*EXERCISE*. Where the records below show the word "persisted" in a line, please copy that line.

*RECORDS FOR PROCESSING*.
————————

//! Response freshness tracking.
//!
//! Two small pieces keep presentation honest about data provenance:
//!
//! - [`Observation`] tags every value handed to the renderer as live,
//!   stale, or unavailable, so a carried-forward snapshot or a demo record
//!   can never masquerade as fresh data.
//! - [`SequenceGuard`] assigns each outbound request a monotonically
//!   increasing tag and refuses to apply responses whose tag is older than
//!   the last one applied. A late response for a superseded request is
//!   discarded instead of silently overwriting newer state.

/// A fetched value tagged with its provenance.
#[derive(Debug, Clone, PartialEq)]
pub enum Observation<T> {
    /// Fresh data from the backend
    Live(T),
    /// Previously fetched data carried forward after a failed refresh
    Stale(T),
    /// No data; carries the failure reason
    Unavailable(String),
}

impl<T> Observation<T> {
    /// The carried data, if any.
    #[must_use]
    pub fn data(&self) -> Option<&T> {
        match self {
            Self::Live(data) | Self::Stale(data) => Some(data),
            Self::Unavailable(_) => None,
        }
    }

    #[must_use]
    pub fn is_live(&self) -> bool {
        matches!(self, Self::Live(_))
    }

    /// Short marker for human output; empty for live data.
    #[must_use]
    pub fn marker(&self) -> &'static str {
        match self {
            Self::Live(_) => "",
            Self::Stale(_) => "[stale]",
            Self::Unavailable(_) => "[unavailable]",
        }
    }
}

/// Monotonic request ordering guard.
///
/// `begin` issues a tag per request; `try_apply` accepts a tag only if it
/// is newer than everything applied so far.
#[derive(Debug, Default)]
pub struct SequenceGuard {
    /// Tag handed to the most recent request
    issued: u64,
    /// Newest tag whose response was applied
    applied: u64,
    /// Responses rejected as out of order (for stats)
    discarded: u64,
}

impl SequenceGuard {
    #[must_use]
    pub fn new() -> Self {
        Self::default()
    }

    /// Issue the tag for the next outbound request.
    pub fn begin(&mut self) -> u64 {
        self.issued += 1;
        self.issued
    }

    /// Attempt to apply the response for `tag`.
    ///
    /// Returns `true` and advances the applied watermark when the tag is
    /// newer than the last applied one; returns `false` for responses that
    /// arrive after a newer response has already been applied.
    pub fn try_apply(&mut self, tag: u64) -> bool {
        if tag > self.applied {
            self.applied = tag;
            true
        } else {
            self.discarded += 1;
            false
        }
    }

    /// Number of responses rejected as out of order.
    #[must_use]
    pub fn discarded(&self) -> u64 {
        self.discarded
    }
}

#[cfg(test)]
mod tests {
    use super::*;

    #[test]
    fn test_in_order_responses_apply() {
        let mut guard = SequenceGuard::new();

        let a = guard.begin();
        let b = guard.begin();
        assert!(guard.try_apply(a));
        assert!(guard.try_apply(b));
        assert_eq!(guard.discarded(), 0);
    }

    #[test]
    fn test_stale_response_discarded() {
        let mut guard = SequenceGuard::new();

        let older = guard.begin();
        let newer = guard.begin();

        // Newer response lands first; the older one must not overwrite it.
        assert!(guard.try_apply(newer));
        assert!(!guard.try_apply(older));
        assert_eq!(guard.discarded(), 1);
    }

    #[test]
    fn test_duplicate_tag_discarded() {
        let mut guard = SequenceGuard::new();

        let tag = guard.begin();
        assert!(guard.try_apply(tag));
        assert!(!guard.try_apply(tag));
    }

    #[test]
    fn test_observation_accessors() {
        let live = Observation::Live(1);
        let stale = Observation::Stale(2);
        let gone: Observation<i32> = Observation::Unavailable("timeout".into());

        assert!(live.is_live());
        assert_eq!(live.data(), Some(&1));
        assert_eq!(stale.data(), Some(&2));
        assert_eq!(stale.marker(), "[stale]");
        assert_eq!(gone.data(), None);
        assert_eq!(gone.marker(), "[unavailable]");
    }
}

————————

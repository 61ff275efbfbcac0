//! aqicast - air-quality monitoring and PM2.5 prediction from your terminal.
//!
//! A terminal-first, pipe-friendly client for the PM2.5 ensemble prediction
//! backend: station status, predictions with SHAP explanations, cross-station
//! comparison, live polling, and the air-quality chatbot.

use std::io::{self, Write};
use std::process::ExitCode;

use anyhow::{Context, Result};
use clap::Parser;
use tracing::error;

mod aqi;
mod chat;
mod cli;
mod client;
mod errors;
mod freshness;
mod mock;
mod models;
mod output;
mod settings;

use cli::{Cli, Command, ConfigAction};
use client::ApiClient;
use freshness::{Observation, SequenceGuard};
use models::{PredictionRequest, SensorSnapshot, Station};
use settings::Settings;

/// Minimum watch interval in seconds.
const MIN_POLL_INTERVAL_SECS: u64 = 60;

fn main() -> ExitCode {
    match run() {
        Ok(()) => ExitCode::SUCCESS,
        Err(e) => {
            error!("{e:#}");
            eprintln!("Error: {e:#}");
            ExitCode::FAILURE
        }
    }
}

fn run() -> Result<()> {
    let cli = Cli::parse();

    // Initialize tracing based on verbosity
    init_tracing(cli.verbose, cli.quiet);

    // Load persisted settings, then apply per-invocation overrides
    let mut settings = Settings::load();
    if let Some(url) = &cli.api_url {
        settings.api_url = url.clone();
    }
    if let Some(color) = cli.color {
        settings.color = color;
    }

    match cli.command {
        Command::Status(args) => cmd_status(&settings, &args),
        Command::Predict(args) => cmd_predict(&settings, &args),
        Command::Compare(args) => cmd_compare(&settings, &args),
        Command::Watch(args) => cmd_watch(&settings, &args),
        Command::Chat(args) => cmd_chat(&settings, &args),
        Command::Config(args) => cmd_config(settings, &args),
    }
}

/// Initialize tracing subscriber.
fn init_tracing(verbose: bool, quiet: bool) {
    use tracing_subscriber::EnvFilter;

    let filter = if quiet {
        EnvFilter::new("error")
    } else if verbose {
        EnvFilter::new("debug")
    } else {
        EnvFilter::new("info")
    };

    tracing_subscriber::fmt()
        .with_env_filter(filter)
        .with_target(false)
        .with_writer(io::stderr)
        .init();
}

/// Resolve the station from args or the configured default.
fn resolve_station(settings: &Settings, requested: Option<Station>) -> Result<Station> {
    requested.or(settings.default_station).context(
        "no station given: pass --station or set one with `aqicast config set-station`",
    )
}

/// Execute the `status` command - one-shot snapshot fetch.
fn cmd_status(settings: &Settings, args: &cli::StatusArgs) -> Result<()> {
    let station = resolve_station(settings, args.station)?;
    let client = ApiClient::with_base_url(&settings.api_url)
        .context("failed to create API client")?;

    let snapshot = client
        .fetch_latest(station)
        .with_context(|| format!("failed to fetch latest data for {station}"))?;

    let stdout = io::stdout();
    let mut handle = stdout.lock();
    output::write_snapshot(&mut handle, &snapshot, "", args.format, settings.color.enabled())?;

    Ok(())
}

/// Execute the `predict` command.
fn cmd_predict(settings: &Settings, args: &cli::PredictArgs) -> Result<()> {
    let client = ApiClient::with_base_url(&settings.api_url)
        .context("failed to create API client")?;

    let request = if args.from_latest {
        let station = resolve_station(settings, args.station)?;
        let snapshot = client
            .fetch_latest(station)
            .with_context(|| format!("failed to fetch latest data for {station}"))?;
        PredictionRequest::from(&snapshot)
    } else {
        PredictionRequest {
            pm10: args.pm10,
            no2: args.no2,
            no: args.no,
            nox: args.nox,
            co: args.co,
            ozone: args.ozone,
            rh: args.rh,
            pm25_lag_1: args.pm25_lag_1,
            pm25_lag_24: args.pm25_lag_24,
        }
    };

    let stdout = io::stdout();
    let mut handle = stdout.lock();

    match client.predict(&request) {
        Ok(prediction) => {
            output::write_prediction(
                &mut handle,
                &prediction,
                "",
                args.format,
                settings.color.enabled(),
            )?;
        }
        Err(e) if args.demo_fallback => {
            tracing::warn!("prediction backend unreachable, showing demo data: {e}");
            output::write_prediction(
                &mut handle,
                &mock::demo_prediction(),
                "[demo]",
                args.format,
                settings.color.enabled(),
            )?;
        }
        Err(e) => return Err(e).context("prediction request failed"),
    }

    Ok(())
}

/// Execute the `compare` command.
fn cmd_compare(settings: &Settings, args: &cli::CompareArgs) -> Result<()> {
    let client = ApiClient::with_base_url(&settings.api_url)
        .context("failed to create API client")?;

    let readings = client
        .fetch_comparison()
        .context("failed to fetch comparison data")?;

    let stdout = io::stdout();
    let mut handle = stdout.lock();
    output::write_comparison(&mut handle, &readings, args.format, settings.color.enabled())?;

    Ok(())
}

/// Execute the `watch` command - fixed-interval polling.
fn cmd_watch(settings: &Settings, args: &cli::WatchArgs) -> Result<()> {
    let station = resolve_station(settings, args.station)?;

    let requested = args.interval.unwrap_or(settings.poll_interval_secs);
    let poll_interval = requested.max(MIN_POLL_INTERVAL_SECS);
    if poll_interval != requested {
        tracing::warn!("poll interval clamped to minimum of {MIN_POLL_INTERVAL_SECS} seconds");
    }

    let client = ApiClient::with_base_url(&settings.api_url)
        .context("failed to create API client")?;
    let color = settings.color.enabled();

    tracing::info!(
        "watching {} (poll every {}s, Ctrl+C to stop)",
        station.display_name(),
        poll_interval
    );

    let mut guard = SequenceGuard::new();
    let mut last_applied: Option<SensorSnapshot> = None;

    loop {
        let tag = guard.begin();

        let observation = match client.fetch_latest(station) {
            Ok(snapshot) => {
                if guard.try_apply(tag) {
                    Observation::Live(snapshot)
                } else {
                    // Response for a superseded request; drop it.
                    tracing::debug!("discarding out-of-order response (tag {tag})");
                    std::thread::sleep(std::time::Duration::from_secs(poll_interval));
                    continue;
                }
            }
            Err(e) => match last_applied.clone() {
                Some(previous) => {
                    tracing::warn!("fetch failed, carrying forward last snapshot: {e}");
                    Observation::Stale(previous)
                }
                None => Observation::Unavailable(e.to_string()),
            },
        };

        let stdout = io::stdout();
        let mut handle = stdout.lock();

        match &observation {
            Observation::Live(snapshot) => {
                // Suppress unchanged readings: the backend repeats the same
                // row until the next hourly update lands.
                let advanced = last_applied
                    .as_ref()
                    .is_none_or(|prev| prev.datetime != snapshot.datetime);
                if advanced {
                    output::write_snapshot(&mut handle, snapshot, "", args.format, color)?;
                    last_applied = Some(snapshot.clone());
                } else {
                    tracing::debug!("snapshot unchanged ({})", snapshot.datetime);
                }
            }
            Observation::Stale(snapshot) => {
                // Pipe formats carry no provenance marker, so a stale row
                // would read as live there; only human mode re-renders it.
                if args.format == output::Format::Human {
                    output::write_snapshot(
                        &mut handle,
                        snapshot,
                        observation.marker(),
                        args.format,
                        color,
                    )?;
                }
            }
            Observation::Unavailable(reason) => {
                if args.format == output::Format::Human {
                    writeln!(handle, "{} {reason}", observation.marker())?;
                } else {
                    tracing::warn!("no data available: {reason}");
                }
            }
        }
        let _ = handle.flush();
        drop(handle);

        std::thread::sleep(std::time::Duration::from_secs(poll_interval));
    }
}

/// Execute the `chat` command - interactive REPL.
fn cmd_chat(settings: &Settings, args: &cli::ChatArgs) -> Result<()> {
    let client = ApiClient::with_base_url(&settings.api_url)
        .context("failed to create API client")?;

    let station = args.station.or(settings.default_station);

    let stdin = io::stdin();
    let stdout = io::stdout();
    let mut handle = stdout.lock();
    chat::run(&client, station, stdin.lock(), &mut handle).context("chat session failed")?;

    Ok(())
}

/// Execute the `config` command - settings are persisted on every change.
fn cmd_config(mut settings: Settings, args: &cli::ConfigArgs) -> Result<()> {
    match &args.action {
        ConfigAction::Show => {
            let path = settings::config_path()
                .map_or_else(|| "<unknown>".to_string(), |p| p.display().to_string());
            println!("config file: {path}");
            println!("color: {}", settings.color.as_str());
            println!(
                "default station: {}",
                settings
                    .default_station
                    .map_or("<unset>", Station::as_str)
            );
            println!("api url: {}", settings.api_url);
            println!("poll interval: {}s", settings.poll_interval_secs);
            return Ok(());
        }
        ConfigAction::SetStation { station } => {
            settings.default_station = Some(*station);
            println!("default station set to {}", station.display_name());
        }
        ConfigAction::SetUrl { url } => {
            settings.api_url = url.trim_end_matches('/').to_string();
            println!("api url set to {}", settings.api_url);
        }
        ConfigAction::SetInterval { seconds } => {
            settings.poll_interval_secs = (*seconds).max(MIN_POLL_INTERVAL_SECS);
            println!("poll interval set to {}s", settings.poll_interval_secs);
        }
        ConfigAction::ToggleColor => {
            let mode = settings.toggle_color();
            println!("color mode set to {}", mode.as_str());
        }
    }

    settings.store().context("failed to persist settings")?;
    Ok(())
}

————————

*WRITTEN RESPONSE*.
    // Load persisted settings, then apply per-invocation overrides
/// Execute the `config` command - settings are persisted on every change.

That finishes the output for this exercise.